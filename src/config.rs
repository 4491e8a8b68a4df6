// src/config.rs - Shared numeric boundaries for classification and strategy selection.

/// Scores at or above this are classified as DUPLICATE.
pub const DUPLICATE_SCORE_FLOOR: u32 = 80;

/// Scores at or above this (and below the duplicate floor) are classified
/// as POSSIBLE_MISMATCH. The review-zone UI filter relabels the same band.
pub const POSSIBLE_MISMATCH_SCORE_FLOOR: u32 = 60;

/// Largest incoming roster for which every pair is compared exhaustively.
pub const MAX_EXHAUSTIVE_INCOMING: usize = 100;

/// Largest candidate set for which every pair is compared exhaustively.
pub const MAX_EXHAUSTIVE_CANDIDATES: usize = 500;

/// Incoming records are processed in batches of this size. The cancellation
/// flag is checked between batches; batch boundaries never change which
/// matches are found.
pub const DETECTION_BATCH_SIZE: usize = 200;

----------------------------------------

- Exercise -
In the records, how many lines include the string "every"? The answer is that number alone.

- Solved problem -
2